Segment Start: DATA FOR PROCESSING

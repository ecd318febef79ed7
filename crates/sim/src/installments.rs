//! Installment schedules for fixed-rate borrows.
//!
//! [`InstallmentCalculator`] turns a principal and an installment count into
//! the payment due at each maturity and the effective annual rate. It is a
//! pure function of the snapshot, the principal, the count, the clock and the
//! rate model: the same inputs always produce the same plan.
//!
//! # Example
//!
//! ```rust
//! use exa_credit_sim::installments::InstallmentCalculator;
//! use exa_credit_sim::irm::HyperbolicCurve;
//! use exa_credit_sim::market::MarketSnapshot;
//! use alloy_primitives::{Address, U256};
//!
//! let snapshot = MarketSnapshot::new(Address::ZERO, Address::ZERO, 6);
//! let calculator = InstallmentCalculator::new(&snapshot, &HyperbolicCurve);
//!
//! // A zero principal never reaches the rate model.
//! let plan = calculator.plan_all(U256::ZERO, 1_700_000_000).unwrap();
//! assert_eq!(plan.installments.len(), 12);
//! assert!(plan.installments.iter().all(|o| o.total.is_zero()));
//! ```

use alloy_primitives::U256;

use crate::error::SimError;
use crate::irm::{implied_rate, utilization_impact, FixedRateInput, RateModel, SplitInput};
use crate::market::{first_borrow_maturity, MarketSnapshot, MAX_INSTALLMENTS};
use crate::math::simple_interest;

/// One row of an installment plan.
#[derive(Debug, Clone, PartialEq, Eq)]
pub struct InstallmentOption {
    /// Number of installments
    pub count: usize,
    /// Payment due at each maturity, `None` when the count is unavailable
    pub payments: Option<Vec<U256>>,
    /// Effective annual rate (WAD)
    pub rate: U256,
    /// Sum of all payments
    pub total: U256,
}

impl InstallmentOption {
    fn zero(count: usize) -> Self {
        Self {
            count,
            payments: Some(vec![U256::ZERO; count]),
            rate: U256::ZERO,
            total: U256::ZERO,
        }
    }

    fn unavailable(count: usize) -> Self {
        Self {
            count,
            payments: None,
            rate: U256::ZERO,
            total: U256::ZERO,
        }
    }

    /// Whether the market can serve this installment count.
    pub fn is_available(&self) -> bool {
        self.payments.is_some()
    }

    /// Payment due at each maturity when the schedule is flat, i.e. the first one.
    pub fn installment_amount(&self) -> Option<U256> {
        self.payments.as_ref().and_then(|p| p.first().copied())
    }
}

/// Installment options for a principal, anchored at the first borrowable maturity.
#[derive(Debug, Clone, PartialEq, Eq)]
pub struct InstallmentPlan {
    pub first_maturity: u64,
    pub installments: Vec<InstallmentOption>,
}

impl InstallmentPlan {
    /// Option for `count` installments.
    pub fn option(&self, count: usize) -> Option<&InstallmentOption> {
        self.installments.iter().find(|o| o.count == count)
    }
}

/// Computes installment plans against one market snapshot.
#[derive(Debug, Clone, Copy)]
pub struct InstallmentCalculator<'a, M> {
    snapshot: &'a MarketSnapshot,
    model: &'a M,
}

impl<'a, M: RateModel> InstallmentCalculator<'a, M> {
    pub fn new(snapshot: &'a MarketSnapshot, model: &'a M) -> Self {
        Self { snapshot, model }
    }

    /// Evaluates every count in `1..=MAX_INSTALLMENTS`.
    pub fn plan_all(&self, principal: U256, now: u64) -> Result<InstallmentPlan, SimError> {
        let first_maturity = first_borrow_maturity(now);
        let installments = (1..=MAX_INSTALLMENTS)
            .map(|count| self.option(principal, count, first_maturity, now))
            .collect::<Result<Vec<_>, _>>()?;
        Ok(InstallmentPlan {
            first_maturity,
            installments,
        })
    }

    /// Evaluates a single installment count.
    pub fn plan(&self, principal: U256, count: usize, now: u64) -> Result<InstallmentPlan, SimError> {
        if count == 0 || count > MAX_INSTALLMENTS {
            return Err(SimError::InvalidInstallmentCount {
                count,
                max: MAX_INSTALLMENTS,
            });
        }
        let first_maturity = first_borrow_maturity(now);
        let option = self.option(principal, count, first_maturity, now)?;
        Ok(InstallmentPlan {
            first_maturity,
            installments: vec![option],
        })
    }

    fn option(
        &self,
        principal: U256,
        count: usize,
        first_maturity: u64,
        now: u64,
    ) -> Result<InstallmentOption, SimError> {
        if principal.is_zero() {
            return Ok(InstallmentOption::zero(count));
        }
        let Some(pool_utilizations) = self.snapshot.pool_utilizations(first_maturity, count) else {
            return Ok(InstallmentOption::unavailable(count));
        };
        let pool_utilizations = pool_utilizations?;

        let snapshot = self.snapshot;
        let deposits = snapshot.total_floating_deposit_assets;
        let u_global = snapshot.global_utilization()?;

        if count == 1 {
            let impact = utilization_impact(principal, deposits)?;
            let u_pool = pool_utilizations.first().copied().unwrap_or_default();
            let rate = self.model.fixed_rate(&FixedRateInput {
                maturity: first_maturity,
                max_pools: snapshot.max_pools(),
                u_fixed: u_pool.checked_add(impact).ok_or(SimError::ArithmeticOverflow)?,
                u_floating: snapshot.floating_utilization,
                u_global: u_global.checked_add(impact).ok_or(SimError::ArithmeticOverflow)?,
                parameters: &snapshot.rate_model_parameters,
                now,
            })?;
            let elapsed = first_maturity - now;
            let fee = simple_interest(principal, rate, elapsed)?;
            let payment = principal.checked_add(fee).ok_or(SimError::ArithmeticOverflow)?;
            return Ok(InstallmentOption {
                count,
                payments: Some(vec![payment]),
                rate: implied_rate(principal, payment - principal, elapsed)?,
                total: payment,
            });
        }

        let split = self.model.split_installments(&SplitInput {
            principal,
            deposits,
            first_maturity,
            max_pools: snapshot.max_pools(),
            pool_utilizations: &pool_utilizations,
            u_floating: snapshot.floating_utilization,
            u_global,
            parameters: &snapshot.rate_model_parameters,
            now,
        })?;
        let total = split
            .payments
            .iter()
            .try_fold(U256::ZERO, |acc, p| acc.checked_add(*p))
            .ok_or(SimError::ArithmeticOverflow)?;
        Ok(InstallmentOption {
            count,
            payments: Some(split.payments),
            rate: split.effective_rate,
            total,
        })
    }
}

#[cfg(test)]
mod tests {
    use std::cell::Cell;

    use alloy_primitives::Address;

    use super::*;
    use crate::irm::{HyperbolicCurve, InstallmentSplit};
    use crate::market::{FixedPool, MATURITY_INTERVAL};
    use crate::math::WAD;

    const FIRST_MATURITY: u64 = 1000 * MATURITY_INTERVAL;
    const NOW: u64 = FIRST_MATURITY - 1_576_800;

    /// Rate model returning a fixed rate and recording the utilizations it saw.
    struct FlatRate {
        rate: U256,
        seen_u_fixed: Cell<U256>,
    }

    impl FlatRate {
        fn new(rate: U256) -> Self {
            Self {
                rate,
                seen_u_fixed: Cell::new(U256::ZERO),
            }
        }
    }

    impl RateModel for FlatRate {
        fn fixed_rate(&self, input: &FixedRateInput<'_>) -> Result<U256, SimError> {
            self.seen_u_fixed.set(input.u_fixed);
            Ok(self.rate)
        }

        fn split_installments(&self, input: &SplitInput<'_>) -> Result<InstallmentSplit, SimError> {
            HyperbolicCurve.split_installments(input)
        }
    }

    struct Unreachable;

    impl RateModel for Unreachable {
        fn fixed_rate(&self, _: &FixedRateInput<'_>) -> Result<U256, SimError> {
            unreachable!("rate model must not be called for a zero principal")
        }

        fn split_installments(&self, _: &SplitInput<'_>) -> Result<InstallmentSplit, SimError> {
            unreachable!("rate model must not be called for a zero principal")
        }
    }

    fn snapshot(deposits: u64, pools: usize) -> MarketSnapshot {
        let mut snapshot = MarketSnapshot::new(Address::ZERO, Address::ZERO, 6);
        snapshot.total_floating_deposit_assets = U256::from(deposits);
        snapshot.total_floating_borrow_assets = U256::from(deposits / 2);
        snapshot.floating_utilization = WAD / U256::from(2);
        snapshot.max_future_pools = 12;
        snapshot.fixed_pools = (0..pools as u64)
            .map(|i| FixedPool {
                maturity: FIRST_MATURITY + i * MATURITY_INTERVAL,
                ..FixedPool::default()
            })
            .collect();
        snapshot
    }

    #[test]
    fn test_single_installment_scenario() {
        let snapshot = snapshot(1_000_000_000_000, 1);
        let model = FlatRate::new(WAD / U256::from(10));
        let calculator = InstallmentCalculator::new(&snapshot, &model);

        let plan = calculator.plan(U256::from(100_000_000u64), 1, NOW).unwrap();
        assert_eq!(plan.first_maturity, FIRST_MATURITY);

        let option = &plan.installments[0];
        assert_eq!(option.payments, Some(vec![U256::from(100_500_000u64)]));
        assert_eq!(option.total, U256::from(100_500_000u64));
        assert_eq!(option.rate, WAD / U256::from(10));

        // 100 USDC against 1M USDC of deposits is a 0.01% impact
        assert_eq!(model.seen_u_fixed.get(), WAD / U256::from(10_000));
    }

    #[test]
    fn test_zero_principal_never_calls_model() {
        let snapshot = snapshot(1_000_000_000_000, 12);
        let calculator = InstallmentCalculator::new(&snapshot, &Unreachable);

        let plan = calculator.plan_all(U256::ZERO, NOW).unwrap();
        assert_eq!(plan.installments.len(), MAX_INSTALLMENTS);
        for (i, option) in plan.installments.iter().enumerate() {
            assert_eq!(option.count, i + 1);
            assert_eq!(option.payments, Some(vec![U256::ZERO; i + 1]));
            assert_eq!(option.rate, U256::ZERO);
            assert_eq!(option.total, U256::ZERO);
        }
    }

    #[test]
    fn test_zero_deposits_has_no_impact() {
        let snapshot = snapshot(0, 1);
        let model = FlatRate::new(WAD / U256::from(10));
        let calculator = InstallmentCalculator::new(&snapshot, &model);

        let plan = calculator.plan(U256::from(100_000_000u64), 1, NOW).unwrap();
        assert!(plan.installments[0].is_available());
        assert_eq!(model.seen_u_fixed.get(), U256::ZERO);
    }

    #[test]
    fn test_missing_pool_marks_count_unavailable() {
        let snapshot = snapshot(1_000_000_000_000, 3);
        let calculator = InstallmentCalculator::new(&snapshot, &HyperbolicCurve);

        let plan = calculator.plan_all(U256::from(500_000_000u64), NOW).unwrap();
        for option in &plan.installments {
            assert_eq!(option.is_available(), option.count <= 3, "count {}", option.count);
        }
        assert!(plan.option(4).unwrap().payments.is_none());
    }

    #[test]
    fn test_full_coverage_properties() {
        let snapshot = snapshot(1_000_000_000_000, 12);
        let calculator = InstallmentCalculator::new(&snapshot, &HyperbolicCurve);
        let principal = U256::from(2_500_000_000u64);

        let plan = calculator.plan_all(principal, NOW).unwrap();
        for option in &plan.installments {
            let payments = option.payments.as_ref().unwrap();
            assert_eq!(payments.len(), option.count);
            assert!(option.total >= principal);
            let sum = payments.iter().fold(U256::ZERO, |acc, p| acc + *p);
            assert_eq!(sum, option.total);
        }
    }

    #[test]
    fn test_plan_is_idempotent() {
        let snapshot = snapshot(1_000_000_000_000, 12);
        let calculator = InstallmentCalculator::new(&snapshot, &HyperbolicCurve);
        let a = calculator.plan_all(U256::from(777_000_000u64), NOW).unwrap();
        let b = calculator.plan_all(U256::from(777_000_000u64), NOW).unwrap();
        assert_eq!(a, b);
    }

    #[test]
    fn test_plan_rejects_out_of_range_count() {
        let snapshot = snapshot(1_000_000_000_000, 12);
        let calculator = InstallmentCalculator::new(&snapshot, &HyperbolicCurve);
        for count in [0, MAX_INSTALLMENTS + 1] {
            assert!(matches!(
                calculator.plan(U256::from(1u64), count, NOW),
                Err(SimError::InvalidInstallmentCount { .. })
            ));
        }
    }
}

Segment End: DATA FOR PROCESSING

▶ TASK DESCRIPTION
Filter the records above and copy every line that contains the word "InstallmentSplit".

▶ REPLY TO THE TASK
    use crate::irm::{HyperbolicCurve, InstallmentSplit};
        fn split_installments(&self, input: &SplitInput<'_>) -> Result<InstallmentSplit, SimError> {
        fn split_installments(&self, _: &SplitInput<'_>) -> Result<InstallmentSplit, SimError> {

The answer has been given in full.